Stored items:
* * * * * * *

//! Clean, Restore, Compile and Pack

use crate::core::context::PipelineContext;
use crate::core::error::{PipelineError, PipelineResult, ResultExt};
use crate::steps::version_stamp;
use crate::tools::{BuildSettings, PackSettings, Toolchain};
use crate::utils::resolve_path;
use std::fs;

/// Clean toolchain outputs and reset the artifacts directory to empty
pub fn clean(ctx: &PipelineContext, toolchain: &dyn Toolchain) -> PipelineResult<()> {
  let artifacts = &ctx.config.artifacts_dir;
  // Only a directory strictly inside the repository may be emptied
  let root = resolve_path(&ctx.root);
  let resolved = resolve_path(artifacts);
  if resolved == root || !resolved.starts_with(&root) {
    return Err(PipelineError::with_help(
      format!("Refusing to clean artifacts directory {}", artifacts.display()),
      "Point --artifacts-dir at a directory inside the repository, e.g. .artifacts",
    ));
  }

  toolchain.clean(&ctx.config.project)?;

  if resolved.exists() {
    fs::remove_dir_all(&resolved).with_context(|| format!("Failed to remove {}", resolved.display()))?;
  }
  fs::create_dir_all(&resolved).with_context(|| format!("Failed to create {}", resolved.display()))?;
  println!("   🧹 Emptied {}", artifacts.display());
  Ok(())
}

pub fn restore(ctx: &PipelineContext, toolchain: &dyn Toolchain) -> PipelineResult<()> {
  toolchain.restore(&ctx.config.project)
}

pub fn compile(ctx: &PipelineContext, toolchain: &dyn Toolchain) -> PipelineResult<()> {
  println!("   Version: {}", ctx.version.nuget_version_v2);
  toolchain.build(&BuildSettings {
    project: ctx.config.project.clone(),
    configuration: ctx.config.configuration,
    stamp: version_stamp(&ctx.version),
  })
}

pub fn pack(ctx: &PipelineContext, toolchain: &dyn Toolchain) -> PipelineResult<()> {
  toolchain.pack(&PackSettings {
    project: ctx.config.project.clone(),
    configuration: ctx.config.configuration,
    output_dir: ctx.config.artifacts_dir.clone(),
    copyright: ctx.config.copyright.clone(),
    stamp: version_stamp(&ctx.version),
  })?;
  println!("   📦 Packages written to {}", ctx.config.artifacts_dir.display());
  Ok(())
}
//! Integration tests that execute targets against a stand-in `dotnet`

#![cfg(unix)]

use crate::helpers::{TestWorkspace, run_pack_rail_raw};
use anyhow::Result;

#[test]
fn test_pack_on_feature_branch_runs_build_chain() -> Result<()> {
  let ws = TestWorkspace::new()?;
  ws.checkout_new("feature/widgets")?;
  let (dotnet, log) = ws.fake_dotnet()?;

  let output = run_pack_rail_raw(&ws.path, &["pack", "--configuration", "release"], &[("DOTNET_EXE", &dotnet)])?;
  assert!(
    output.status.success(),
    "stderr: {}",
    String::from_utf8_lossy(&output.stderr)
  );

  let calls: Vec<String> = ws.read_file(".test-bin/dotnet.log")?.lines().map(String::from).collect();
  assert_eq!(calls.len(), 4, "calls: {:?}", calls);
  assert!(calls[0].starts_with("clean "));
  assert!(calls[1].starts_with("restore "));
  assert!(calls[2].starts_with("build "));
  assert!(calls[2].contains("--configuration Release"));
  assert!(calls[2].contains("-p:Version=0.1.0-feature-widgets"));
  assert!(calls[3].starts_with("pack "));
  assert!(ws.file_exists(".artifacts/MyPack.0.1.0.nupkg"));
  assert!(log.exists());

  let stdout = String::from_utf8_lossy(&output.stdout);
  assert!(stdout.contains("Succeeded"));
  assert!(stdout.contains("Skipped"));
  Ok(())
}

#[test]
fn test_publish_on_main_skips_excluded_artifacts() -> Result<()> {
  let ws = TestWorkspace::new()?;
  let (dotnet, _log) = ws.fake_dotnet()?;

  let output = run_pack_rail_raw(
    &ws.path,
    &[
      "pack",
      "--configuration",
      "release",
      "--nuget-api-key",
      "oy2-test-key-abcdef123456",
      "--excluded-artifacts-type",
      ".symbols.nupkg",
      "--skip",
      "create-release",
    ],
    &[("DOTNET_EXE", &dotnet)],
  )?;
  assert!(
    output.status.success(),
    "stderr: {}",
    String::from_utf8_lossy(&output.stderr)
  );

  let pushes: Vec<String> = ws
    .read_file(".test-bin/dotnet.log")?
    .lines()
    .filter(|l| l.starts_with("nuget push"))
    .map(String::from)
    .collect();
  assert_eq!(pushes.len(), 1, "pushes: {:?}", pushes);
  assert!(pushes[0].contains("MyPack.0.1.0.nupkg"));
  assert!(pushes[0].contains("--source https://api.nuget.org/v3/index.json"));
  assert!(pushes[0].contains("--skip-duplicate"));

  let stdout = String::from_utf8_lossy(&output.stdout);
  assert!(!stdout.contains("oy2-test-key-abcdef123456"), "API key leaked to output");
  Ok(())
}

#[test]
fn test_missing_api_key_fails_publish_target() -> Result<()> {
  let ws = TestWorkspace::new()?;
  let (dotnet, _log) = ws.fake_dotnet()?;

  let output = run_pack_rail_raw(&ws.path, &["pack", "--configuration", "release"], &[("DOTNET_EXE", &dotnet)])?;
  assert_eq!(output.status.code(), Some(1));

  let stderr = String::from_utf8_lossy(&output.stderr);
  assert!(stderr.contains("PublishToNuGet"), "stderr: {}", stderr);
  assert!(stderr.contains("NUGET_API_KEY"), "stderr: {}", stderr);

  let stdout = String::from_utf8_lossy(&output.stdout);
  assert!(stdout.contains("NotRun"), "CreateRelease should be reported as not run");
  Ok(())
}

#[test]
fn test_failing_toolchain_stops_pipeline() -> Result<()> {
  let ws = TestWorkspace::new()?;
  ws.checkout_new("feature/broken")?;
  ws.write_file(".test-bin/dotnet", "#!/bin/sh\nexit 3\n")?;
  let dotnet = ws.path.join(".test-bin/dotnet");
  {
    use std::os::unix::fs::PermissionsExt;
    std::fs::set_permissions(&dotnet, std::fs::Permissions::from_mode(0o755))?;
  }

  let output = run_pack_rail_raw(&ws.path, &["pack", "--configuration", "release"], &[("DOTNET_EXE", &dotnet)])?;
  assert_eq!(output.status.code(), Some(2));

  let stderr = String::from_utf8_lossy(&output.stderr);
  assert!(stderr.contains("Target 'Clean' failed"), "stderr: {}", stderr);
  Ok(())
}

* * * * * * *

● Exercise prompt
Each line of the records must be reproduced exactly.

● Problem solution
//! Clean, Restore, Compile and Pack

use crate::core::context::PipelineContext;
use crate::core::error::{PipelineError, PipelineResult, ResultExt};
use crate::steps::version_stamp;
use crate::tools::{BuildSettings, PackSettings, Toolchain};
use crate::utils::resolve_path;
use std::fs;

/// Clean toolchain outputs and reset the artifacts directory to empty
pub fn clean(ctx: &PipelineContext, toolchain: &dyn Toolchain) -> PipelineResult<()> {
  let artifacts = &ctx.config.artifacts_dir;
  // Only a directory strictly inside the repository may be emptied
  let root = resolve_path(&ctx.root);
  let resolved = resolve_path(artifacts);
  if resolved == root || !resolved.starts_with(&root) {
    return Err(PipelineError::with_help(
      format!("Refusing to clean artifacts directory {}", artifacts.display()),
      "Point --artifacts-dir at a directory inside the repository, e.g. .artifacts",
    ));
  }

  toolchain.clean(&ctx.config.project)?;

  if resolved.exists() {
    fs::remove_dir_all(&resolved).with_context(|| format!("Failed to remove {}", resolved.display()))?;
  }
  fs::create_dir_all(&resolved).with_context(|| format!("Failed to create {}", resolved.display()))?;
  println!("   🧹 Emptied {}", artifacts.display());
  Ok(())
}

pub fn restore(ctx: &PipelineContext, toolchain: &dyn Toolchain) -> PipelineResult<()> {
  toolchain.restore(&ctx.config.project)
}

pub fn compile(ctx: &PipelineContext, toolchain: &dyn Toolchain) -> PipelineResult<()> {
  println!("   Version: {}", ctx.version.nuget_version_v2);
  toolchain.build(&BuildSettings {
    project: ctx.config.project.clone(),
    configuration: ctx.config.configuration,
    stamp: version_stamp(&ctx.version),
  })
}

pub fn pack(ctx: &PipelineContext, toolchain: &dyn Toolchain) -> PipelineResult<()> {
  toolchain.pack(&PackSettings {
    project: ctx.config.project.clone(),
    configuration: ctx.config.configuration,
    output_dir: ctx.config.artifacts_dir.clone(),
    copyright: ctx.config.copyright.clone(),
    stamp: version_stamp(&ctx.version),
  })?;
  println!("   📦 Packages written to {}", ctx.config.artifacts_dir.display());
  Ok(())
}
//! Integration tests that execute targets against a stand-in `dotnet`

#![cfg(unix)]

use crate::helpers::{TestWorkspace, run_pack_rail_raw};
use anyhow::Result;

#[test]
fn test_pack_on_feature_branch_runs_build_chain() -> Result<()> {
  let ws = TestWorkspace::new()?;
  ws.checkout_new("feature/widgets")?;
  let (dotnet, log) = ws.fake_dotnet()?;

  let output = run_pack_rail_raw(&ws.path, &["pack", "--configuration", "release"], &[("DOTNET_EXE", &dotnet)])?;
  assert!(
    output.status.success(),
    "stderr: {}",
    String::from_utf8_lossy(&output.stderr)
  );

  let calls: Vec<String> = ws.read_file(".test-bin/dotnet.log")?.lines().map(String::from).collect();
  assert_eq!(calls.len(), 4, "calls: {:?}", calls);
  assert!(calls[0].starts_with("clean "));
  assert!(calls[1].starts_with("restore "));
  assert!(calls[2].starts_with("build "));
  assert!(calls[2].contains("--configuration Release"));
  assert!(calls[2].contains("-p:Version=0.1.0-feature-widgets"));
  assert!(calls[3].starts_with("pack "));
  assert!(ws.file_exists(".artifacts/MyPack.0.1.0.nupkg"));
  assert!(log.exists());

  let stdout = String::from_utf8_lossy(&output.stdout);
  assert!(stdout.contains("Succeeded"));
  assert!(stdout.contains("Skipped"));
  Ok(())
}

#[test]
fn test_publish_on_main_skips_excluded_artifacts() -> Result<()> {
  let ws = TestWorkspace::new()?;
  let (dotnet, _log) = ws.fake_dotnet()?;

  let output = run_pack_rail_raw(
    &ws.path,
    &[
      "pack",
      "--configuration",
      "release",
      "--nuget-api-key",
      "oy2-test-key-abcdef123456",
      "--excluded-artifacts-type",
      ".symbols.nupkg",
      "--skip",
      "create-release",
    ],
    &[("DOTNET_EXE", &dotnet)],
  )?;
  assert!(
    output.status.success(),
    "stderr: {}",
    String::from_utf8_lossy(&output.stderr)
  );

  let pushes: Vec<String> = ws
    .read_file(".test-bin/dotnet.log")?
    .lines()
    .filter(|l| l.starts_with("nuget push"))
    .map(String::from)
    .collect();
  assert_eq!(pushes.len(), 1, "pushes: {:?}", pushes);
  assert!(pushes[0].contains("MyPack.0.1.0.nupkg"));
  assert!(pushes[0].contains("--source https://api.nuget.org/v3/index.json"));
  assert!(pushes[0].contains("--skip-duplicate"));

  let stdout = String::from_utf8_lossy(&output.stdout);
  assert!(!stdout.contains("oy2-test-key-abcdef123456"), "API key leaked to output");
  Ok(())
}

#[test]
fn test_missing_api_key_fails_publish_target() -> Result<()> {
  let ws = TestWorkspace::new()?;
  let (dotnet, _log) = ws.fake_dotnet()?;

  let output = run_pack_rail_raw(&ws.path, &["pack", "--configuration", "release"], &[("DOTNET_EXE", &dotnet)])?;
  assert_eq!(output.status.code(), Some(1));

  let stderr = String::from_utf8_lossy(&output.stderr);
  assert!(stderr.contains("PublishToNuGet"), "stderr: {}", stderr);
  assert!(stderr.contains("NUGET_API_KEY"), "stderr: {}", stderr);

  let stdout = String::from_utf8_lossy(&output.stdout);
  assert!(stdout.contains("NotRun"), "CreateRelease should be reported as not run");
  Ok(())
}

#[test]
fn test_failing_toolchain_stops_pipeline() -> Result<()> {
  let ws = TestWorkspace::new()?;
  ws.checkout_new("feature/broken")?;
  ws.write_file(".test-bin/dotnet", "#!/bin/sh\nexit 3\n")?;
  let dotnet = ws.path.join(".test-bin/dotnet");
  {
    use std::os::unix::fs::PermissionsExt;
    std::fs::set_permissions(&dotnet, std::fs::Permissions::from_mode(0o755))?;
  }

  let output = run_pack_rail_raw(&ws.path, &["pack", "--configuration", "release"], &[("DOTNET_EXE", &dotnet)])?;
  assert_eq!(output.status.code(), Some(2));

  let stderr = String::from_utf8_lossy(&output.stderr);
  assert!(stderr.contains("Target 'Clean' failed"), "stderr: {}", stderr);
  Ok(())
}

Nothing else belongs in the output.